Phoenix From The Ashes
The birth of the twin boys at the end of this chapter seems rudimentary, almost. Yet it whispers of hope and of the great things God can do in our lives. From the ill-begotten union between Judah and Tamar descended the Son of God. From the deceit and lies and evil and pain came the Son of God. What can be too gross for God to get in the midst of and heal, if this situation wasn’t? God is a healer. God is a fixer. God can take all of the mess we’ve gotten ourselves into and make something beautiful. Stop blaming others. Stop blaming Him! Turn your situation and your life over to God and watch Him work miracles.
God’s Message To Us:
“Let Me work in your life.” You know God actually wants to help us? Over and over in the Bible He eagerly explains to us the blessings He is ready and willing and able to pour into our lives. He talks to us about His power and His love. He gives us glimpses of the plans He has for us. We don’t need to make a bargain with God to get Him to help us. He isn’t angrily ruining our lives as payback for the bad things we’ve done in the past. He loves us. He wants to wow us, to blow our minds, to change our lives. The only person standing in His way is us. He won’t force us. We must decide. Choose Jesus.
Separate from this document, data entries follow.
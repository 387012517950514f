use serde::{Deserialize, Serialize};
use std::collections::HashMap;
use std::fmt;

use crate::config::EngineConfig;
use crate::error::{JcfError, JcfResult};

/// `formatVersion`: semver triple. Readers reject an unknown major.
#[derive(Debug, Clone, Copy, PartialEq, Eq)]
pub struct FormatVersion(pub u64, pub u64, pub u64);

impl FormatVersion {
    pub const CURRENT: FormatVersion = FormatVersion(1, 0, 0);
}

impl fmt::Display for FormatVersion {
    fn fmt(&self, f: &mut fmt::Formatter<'_>) -> fmt::Result {
        write!(f, "{}.{}.{}", self.0, self.1, self.2)
    }
}

impl Serialize for FormatVersion {
    fn serialize<S>(&self, serializer: S) -> Result<S::Ok, S::Error>
    where
        S: serde::Serializer,
    {
        serializer.serialize_str(&self.to_string())
    }
}

impl<'de> Deserialize<'de> for FormatVersion {
    fn deserialize<D>(deserializer: D) -> Result<Self, D::Error>
    where
        D: serde::Deserializer<'de>,
    {
        let s = String::deserialize(deserializer)?;
        let mut parts = s.splitn(3, '.');
        let mut next = || -> Result<u64, D::Error> {
            parts
                .next()
                .ok_or_else(|| serde::de::Error::custom("formatVersion must be M.m.p"))?
                .parse::<u64>()
                .map_err(|e| serde::de::Error::custom(format!("invalid formatVersion segment: {e}")))
        };
        Ok(FormatVersion(next()?, next()?, next()?))
    }
}

#[derive(Debug, Clone, Serialize, Deserialize)]
pub struct Manifest {
    #[serde(rename = "formatVersion")]
    pub format_version: FormatVersion,

    pub metadata: ProjectMetadata,

    #[serde(rename = "fileMap")]
    pub file_map: HashMap<String, FileEntry>,

    #[serde(rename = "versionHistory")]
    pub version_history: Vec<crate::domain::version::Version>,

    pub refs: HashMap<String, String>,

    #[serde(rename = "renameLog")]
    pub rename_log: Vec<RenameEntry>,

    #[serde(skip_serializing_if = "Option::is_none")]
    pub config: Option<EngineConfig>,

    #[serde(skip_serializing_if = "Option::is_none")]
    pub extra: Option<serde_json::Value>,
}

#[derive(Debug, Clone, Serialize, Deserialize)]
pub struct ProjectMetadata {
    pub author: String,
    pub created: String,
    #[serde(rename = "lastModified")]
    pub last_modified: String,
    pub application: String,
    #[serde(skip_serializing_if = "Option::is_none")]
    pub description: Option<String>,
    #[serde(skip_serializing_if = "Option::is_none")]
    pub tags: Option<Vec<String>>,
    #[serde(skip_serializing_if = "Option::is_none")]
    pub extra: Option<serde_json::Value>,
}

#[derive(Debug, Clone, Serialize, Deserialize)]
pub struct FileEntry {
    #[serde(rename = "inodeId")]
    pub inode_id: String,

    #[serde(rename = "type")]
    pub file_type: FileType,

    #[serde(skip_serializing_if = "Option::is_none")]
    pub encoding: Option<String>,

    #[serde(rename = "currentHash", skip_serializing_if = "Option::is_none")]
    pub current_hash: Option<String>,

    #[serde(skip_serializing_if = "Option::is_none")]
    pub size: Option<u64>,

    #[serde(skip_serializing_if = "Option::is_none")]
    pub mime: Option<String>,

    pub created: String,
    pub modified: String,

    #[serde(skip_serializing_if = "Option::is_none")]
    pub extra: Option<serde_json::Value>,
}

#[derive(Debug, Clone, Copy, PartialEq, Eq, Serialize, Deserialize)]
#[serde(rename_all = "lowercase")]
pub enum FileType {
    Text,
    Binary,
}

#[derive(Debug, Clone, Serialize, Deserialize)]
pub struct RenameEntry {
    #[serde(rename = "inodeId")]
    pub inode_id: String,
    #[serde(rename = "fromPath")]
    pub from_path: String,
    #[serde(rename = "toPath")]
    pub to_path: String,
    #[serde(rename = "versionId")]
    pub version_id: String,
    pub timestamp: String,
}

pub const HEAD_REF: &str = "head";

impl Manifest {
    /// Create an empty manifest for a freshly created container.
    pub fn new(metadata: ProjectMetadata, config: EngineConfig) -> Self {
        Self {
            format_version: FormatVersion::CURRENT,
            metadata,
            file_map: HashMap::new(),
            version_history: Vec::new(),
            refs: HashMap::new(),
            rename_log: Vec::new(),
            config: Some(config),
            extra: None,
        }
    }

    pub fn head(&self) -> Option<&str> {
        self.refs.get(HEAD_REF).map(String::as_str)
    }

    pub fn version(&self, id: &str) -> Option<&crate::domain::version::Version> {
        self.version_history.iter().find(|v| v.id == id)
    }

    /// Reject manifests whose major `formatVersion` this engine doesn't know.
    pub fn check_compatible(&self) -> JcfResult<()> {
        if self.format_version.0 != FormatVersion::CURRENT.0 {
            return Err(JcfError::ManifestCorruption(format!(
                "unsupported formatVersion major {} (expected {})",
                self.format_version.0,
                FormatVersion::CURRENT.0
            )));
        }
        Ok(())
    }

    /// Canonical JSON: UTF-8, no BOM, LF newlines, keys sorted at every
    /// level, no trailing whitespace. Byte-stable for integrity checks.
    pub fn canonicalize(&self) -> JcfResult<Vec<u8>> {
        let value = serde_json::to_value(self)
            .map_err(|e| JcfError::ManifestCorruption(format!("serialize failed: {e}")))?;
        let sorted = sort_keys(value);
        let mut bytes = serde_json::to_vec(&sorted)
            .map_err(|e| JcfError::ManifestCorruption(format!("serialize failed: {e}")))?;
        bytes.push(b'\n');
        Ok(bytes)
    }

    pub fn from_canonical_bytes(bytes: &[u8]) -> JcfResult<Self> {
        serde_json::from_slice(bytes)
            .map_err(|e| JcfError::ManifestCorruption(format!("parse failed: {e}")))
    }
}

/// Re-serialize a `serde_json::Value` with object keys sorted lexicographically
/// at every level. `serde_json`'s default `Map` preserves insertion order
/// unless the `preserve_order` feature is disabled; sorting explicitly makes
/// the guarantee independent of that feature flag.
fn sort_keys(value: serde_json::Value) -> serde_json::Value {
    match value {
        serde_json::Value::Object(map) => {
            let mut sorted = serde_json::Map::new();
            let mut keys: Vec<_> = map.keys().cloned().collect();
            keys.sort();
            for key in keys {
                let v = map[&key].clone();
                sorted.insert(key, sort_keys(v));
            }
            serde_json::Value::Object(sorted)
        }
        serde_json::Value::Array(items) => {
            serde_json::Value::Array(items.into_iter().map(sort_keys).collect())
        }
        other => other,
    }
}

#[cfg(test)]
mod tests {
    use super::*;

    fn test_metadata() -> ProjectMetadata {
        ProjectMetadata {
            author: "a".into(),
            created: "2024-01-01T00:00:00Z".into(),
            last_modified: "2024-01-01T00:00:00Z".into(),
            application: "jcf".into(),
            description: None,
            tags: None,
            extra: None,
        }
    }

    #[test]
    fn format_version_round_trips() {
        let v = FormatVersion(1, 2, 3);
        let json = serde_json::to_string(&v).unwrap();
        assert_eq!(json, "\"1.2.3\"");
        let parsed: FormatVersion = serde_json::from_str(&json).unwrap();
        assert_eq!(parsed, v);
    }

    #[test]
    fn rejects_unknown_major() {
        let mut m = Manifest::new(test_metadata(), EngineConfig::default());
        m.format_version = FormatVersion(99, 0, 0);
        assert!(m.check_compatible().is_err());
    }

    #[test]
    fn canonical_bytes_round_trip() {
        let m = Manifest::new(test_metadata(), EngineConfig::default());
        let bytes = m.canonicalize().unwrap();
        assert!(!bytes.starts_with(&[0xEF, 0xBB, 0xBF]), "must have no BOM");
        let restored = Manifest::from_canonical_bytes(&bytes).unwrap();
        assert_eq!(restored.metadata.author, m.metadata.author);
    }

    #[test]
    fn canonical_bytes_are_deterministic() {
        let m = Manifest::new(test_metadata(), EngineConfig::default());
        assert_eq!(m.canonicalize().unwrap(), m.canonicalize().unwrap());
    }
}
What do you think? What do you think of Tamar’s story? Do you forgive Judah? Why, in your opinion, did God include this chapter in the Bible?
2 thoughts on “Redirecting The Blame (Genesis 38)”
The main reason why this chapter was included in the Bible is because of the genealogy of Jesus. I love the fact that God is indeed a healer. God is a fixer. This chapter shows that God can mend and heal the messiest situation, because this one was very, very messy.
That’s a good point! I would have had no idea where to start to help this situation, but God fixed it and He healed those involved, especially Judah. He is so powerful and wise.